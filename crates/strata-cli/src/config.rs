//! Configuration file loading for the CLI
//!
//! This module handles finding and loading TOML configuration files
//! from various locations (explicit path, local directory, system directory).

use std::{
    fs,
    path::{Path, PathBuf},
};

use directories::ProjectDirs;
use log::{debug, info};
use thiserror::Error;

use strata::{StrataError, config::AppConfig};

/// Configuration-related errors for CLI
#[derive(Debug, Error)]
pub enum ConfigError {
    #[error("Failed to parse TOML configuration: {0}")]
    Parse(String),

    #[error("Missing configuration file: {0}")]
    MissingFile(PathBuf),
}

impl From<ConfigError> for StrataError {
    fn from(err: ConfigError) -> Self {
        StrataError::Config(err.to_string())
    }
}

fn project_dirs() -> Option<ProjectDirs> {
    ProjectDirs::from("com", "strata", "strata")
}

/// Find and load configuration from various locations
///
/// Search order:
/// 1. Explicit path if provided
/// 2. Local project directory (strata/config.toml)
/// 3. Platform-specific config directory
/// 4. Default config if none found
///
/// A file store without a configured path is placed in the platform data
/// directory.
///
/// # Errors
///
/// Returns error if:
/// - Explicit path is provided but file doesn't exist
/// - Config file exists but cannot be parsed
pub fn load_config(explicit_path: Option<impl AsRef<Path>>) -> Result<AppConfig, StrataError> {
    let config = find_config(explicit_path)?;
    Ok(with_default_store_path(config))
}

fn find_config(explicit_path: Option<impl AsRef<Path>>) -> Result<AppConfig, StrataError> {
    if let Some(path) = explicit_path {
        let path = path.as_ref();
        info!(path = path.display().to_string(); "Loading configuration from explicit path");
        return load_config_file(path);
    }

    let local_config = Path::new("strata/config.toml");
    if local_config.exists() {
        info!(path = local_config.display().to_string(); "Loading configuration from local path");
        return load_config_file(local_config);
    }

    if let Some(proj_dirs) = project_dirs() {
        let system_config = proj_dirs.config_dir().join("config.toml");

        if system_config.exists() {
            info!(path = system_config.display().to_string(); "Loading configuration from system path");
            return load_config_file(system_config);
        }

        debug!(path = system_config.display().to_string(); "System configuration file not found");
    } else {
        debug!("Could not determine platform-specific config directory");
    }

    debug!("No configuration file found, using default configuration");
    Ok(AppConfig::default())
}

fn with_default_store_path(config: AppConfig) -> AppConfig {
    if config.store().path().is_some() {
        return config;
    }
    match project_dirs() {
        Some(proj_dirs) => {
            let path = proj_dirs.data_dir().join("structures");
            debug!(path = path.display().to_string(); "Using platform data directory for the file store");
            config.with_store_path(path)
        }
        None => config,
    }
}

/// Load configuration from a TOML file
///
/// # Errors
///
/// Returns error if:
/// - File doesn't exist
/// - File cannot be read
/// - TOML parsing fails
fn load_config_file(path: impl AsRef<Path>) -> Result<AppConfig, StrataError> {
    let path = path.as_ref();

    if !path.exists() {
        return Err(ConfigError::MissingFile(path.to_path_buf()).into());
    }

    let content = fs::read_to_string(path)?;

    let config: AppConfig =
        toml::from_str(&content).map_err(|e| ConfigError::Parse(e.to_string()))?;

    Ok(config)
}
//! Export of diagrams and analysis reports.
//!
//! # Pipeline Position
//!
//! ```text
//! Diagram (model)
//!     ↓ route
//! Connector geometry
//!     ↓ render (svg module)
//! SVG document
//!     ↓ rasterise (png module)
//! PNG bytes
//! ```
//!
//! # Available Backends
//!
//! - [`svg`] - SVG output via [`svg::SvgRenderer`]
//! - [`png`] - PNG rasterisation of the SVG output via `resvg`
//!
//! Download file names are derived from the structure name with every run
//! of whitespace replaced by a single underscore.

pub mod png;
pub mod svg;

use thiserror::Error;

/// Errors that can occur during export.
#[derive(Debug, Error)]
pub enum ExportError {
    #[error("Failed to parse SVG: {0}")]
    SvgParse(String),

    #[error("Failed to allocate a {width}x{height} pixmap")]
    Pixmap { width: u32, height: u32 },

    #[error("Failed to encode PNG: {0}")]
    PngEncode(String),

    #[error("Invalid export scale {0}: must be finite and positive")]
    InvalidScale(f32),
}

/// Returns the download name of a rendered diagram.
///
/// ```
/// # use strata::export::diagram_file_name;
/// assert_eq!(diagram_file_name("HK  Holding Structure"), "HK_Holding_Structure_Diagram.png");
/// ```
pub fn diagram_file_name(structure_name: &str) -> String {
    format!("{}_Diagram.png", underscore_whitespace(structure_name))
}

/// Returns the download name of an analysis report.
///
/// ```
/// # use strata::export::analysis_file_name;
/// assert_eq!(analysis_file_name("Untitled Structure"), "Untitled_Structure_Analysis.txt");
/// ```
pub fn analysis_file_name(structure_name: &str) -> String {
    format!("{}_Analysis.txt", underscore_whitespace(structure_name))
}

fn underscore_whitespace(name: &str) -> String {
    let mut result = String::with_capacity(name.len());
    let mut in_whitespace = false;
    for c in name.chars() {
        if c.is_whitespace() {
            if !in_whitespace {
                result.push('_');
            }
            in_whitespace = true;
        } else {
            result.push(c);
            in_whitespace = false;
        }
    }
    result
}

· · · · · · ·

**EXERCISE DIRECTIONS**.
A copy of each line in the data above that holds the string "StrataError" is needed.

**TASK RESPONSE**.
use strata::{StrataError, config::AppConfig};
impl From<ConfigError> for StrataError {
        StrataError::Config(err.to_string())
pub fn load_config(explicit_path: Option<impl AsRef<Path>>) -> Result<AppConfig, StrataError> {
fn find_config(explicit_path: Option<impl AsRef<Path>>) -> Result<AppConfig, StrataError> {
fn load_config_file(path: impl AsRef<Path>) -> Result<AppConfig, StrataError> {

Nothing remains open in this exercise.